I want to understand the correlation between a set of $\color{red}{\textrm{inputs}}$ and a set of $\color{blue}{\textrm{outputs}}$ deriving from numerical simulations, and possibly reduce dimensions of my problem. A number of simulation samples $n$ was ran by randomly selecting inputs within given intervals using the Latin Hypercube sampling (LHS) method. Then, the respective outputs were stored, so I have the combination of inputs-outputs for each sample.
Since the inputs were selected via LHS method, the input-input correlation should not exist. The output-output correlation can exist, but I am more interested in the input-output correlation. It is also possible that the combination of multiple inputs affect the outputs in unexpected ways.

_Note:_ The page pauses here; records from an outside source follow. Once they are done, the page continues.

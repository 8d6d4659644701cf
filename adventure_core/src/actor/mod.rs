//! Actors - players, enemies and entities sharing one health life-cycle

mod enemy;
mod entity;
mod player;

pub use enemy::Enemy;
pub use entity::Entity;
pub use player::Player;

use crate::stats::{round1, Stats};
use crate::types::{ActorKind, ItemId};

/// Anything that takes part in combat accounting
#[derive(Debug, Clone)]
pub enum Actor {
    Player(Player),
    Enemy(Enemy),
    Entity(Entity),
}

impl Actor {
    pub fn kind(&self) -> ActorKind {
        match self {
            Actor::Player(_) => ActorKind::Player,
            Actor::Enemy(_) => ActorKind::Enemy,
            Actor::Entity(_) => ActorKind::Entity,
        }
    }

    pub fn name(&self) -> &str {
        match self {
            Actor::Player(p) => &p.name,
            Actor::Enemy(e) => &e.name,
            Actor::Entity(e) => &e.name,
        }
    }

    pub fn health(&self) -> f64 {
        match self {
            Actor::Player(p) => p.health,
            Actor::Enemy(e) => e.health,
            Actor::Entity(e) => e.health,
        }
    }

    pub fn is_alive(&self) -> bool {
        self.health() > 0.0
    }

    /// Stats record; entities have none
    pub fn stats(&self) -> Option<&Stats> {
        match self {
            Actor::Player(p) => Some(&p.stats),
            Actor::Enemy(e) => Some(&e.stats),
            Actor::Entity(_) => None,
        }
    }

    pub fn speed(&self) -> Option<f64> {
        self.stats().and_then(|stats| stats.speed)
    }

    pub fn inventory(&self) -> &[ItemId] {
        match self {
            Actor::Player(p) => &p.inventory,
            Actor::Enemy(e) => &e.inventory,
            Actor::Entity(e) => &e.inventory,
        }
    }

    pub fn inventory_mut(&mut self) -> &mut Vec<ItemId> {
        match self {
            Actor::Player(p) => &mut p.inventory,
            Actor::Enemy(e) => &mut e.inventory,
            Actor::Entity(e) => &mut e.inventory,
        }
    }

    /// Enemies and entities can be looted once down; players cannot
    pub fn is_lootable(&self) -> bool {
        !matches!(self, Actor::Player(_))
    }

    pub fn as_player(&self) -> Option<&Player> {
        match self {
            Actor::Player(p) => Some(p),
            _ => None,
        }
    }

    pub fn as_player_mut(&mut self) -> Option<&mut Player> {
        match self {
            Actor::Player(p) => Some(p),
            _ => None,
        }
    }

    pub fn as_enemy(&self) -> Option<&Enemy> {
        match self {
            Actor::Enemy(e) => Some(e),
            _ => None,
        }
    }

    /// Subtract damage from health, rounded to one decimal
    ///
    /// Returns true when this hit took the actor from alive to down.
    pub fn apply_hit(&mut self, amount: f64) -> bool {
        let was_alive = self.is_alive();
        let health = match self {
            Actor::Player(p) => &mut p.health,
            Actor::Enemy(e) => &mut e.health,
            Actor::Entity(e) => &mut e.health,
        };
        *health = round1(*health - amount);
        was_alive && *health <= 0.0
    }
}

impl From<Player> for Actor {
    fn from(player: Player) -> Self {
        Actor::Player(player)
    }
}

impl From<Enemy> for Actor {
    fn from(enemy: Enemy) -> Self {
        Actor::Enemy(enemy)
    }
}

impl From<Entity> for Actor {
    fn from(entity: Entity) -> Self {
        Actor::Entity(entity)
    }
}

A correlation matrix (pearson,spearman) can identify correlations between single inputs and single outputs. But to include more complicated correlations, I am considering other tools, such as Principal Component Analysis (PCA). However, I am not sure if it's applicable, or how to interpret the results in such scenario. Let me give a concrete example.
In my specific case, there are 16 inputs and 3 outputs for $n=$5200. My first approach was to concatenate them and perform PCA in this $n \times 19$ matrix. What I found was that the first 3 principal components only explain ~35% of the observed variance, and to reach 95% I need 12 principal components. This seems to indicate that PCA is not of much help. I believe this is a symptom of the fact that there's so much variance in the inputs due to the sampling method. Then I looked at the loading factors, some of which are presented here:
PC1 (17%): $\color{blue}{\textrm{output1=0.6}}$, $\color{blue}{\textrm{output2=0.5}}$, $\color{red}{\textrm{input1=0.45}}$, $\color{red}{\textrm{input2=0.25}}$, $\color{red}{\textrm{...(inputs)...}}$, $\color{blue}{\textrm{output3=0.06}}$, $\color{red}{\textrm{...(inputs)...}}$
PC2 (29%): $\color{blue}{\textrm{output3=0.7}}$, $\color{red}{\textrm{input2=0.6}}$, $\color{red}{\textrm{input3=0.2}}$, $\color{red}{\textrm{...(inputs)...}}$, $\color{blue}{\textrm{output2=0.07}}$, $\color{blue}{\textrm{output1=0.03}}$, $\color{red}{\textrm{...(inputs)...}}$
PC3 (36%): $\color{red}{\textrm{input5=0.7}}$, $\color{red}{\textrm{input6=0.6}}$, $\color{red}{\textrm{...(inputs)...}}$, $\color{blue}{\textrm{output3=0.04}}$, $\color{red}{\textrm{...(inputs)...}}$, $\color{blue}{\textrm{output1=output2=0.03}}$, $\color{red}{\textrm{...(inputs)...}}$
My interpretation is that PC1 informs mostly how $\color{red}{\textrm{input1}}$ and $\color{red}{\textrm{input2}}$ correlate with $\color{blue}{\textrm{output1}}$ and $\color{blue}{\textrm{output2}}$. PC2 indicates that $\color{blue}{\textrm{output3}}$ is mostly correlated with $\color{red}{\textrm{input2}}$ and $\color{red}{\textrm{input3}}$. Then, PC3 seems to correlate only the $\color{red}{\textrm{inputs}}$ with themselves, but this is an useless information and not at all expected (due to LHS). Should it be ignored then?
Regardless, at this level I am still al 36% of explained variance. So it seems that the correlations are either very small or non-linear. Can someone point out if I am missing something about PCA, or if it is not appropriate in this case?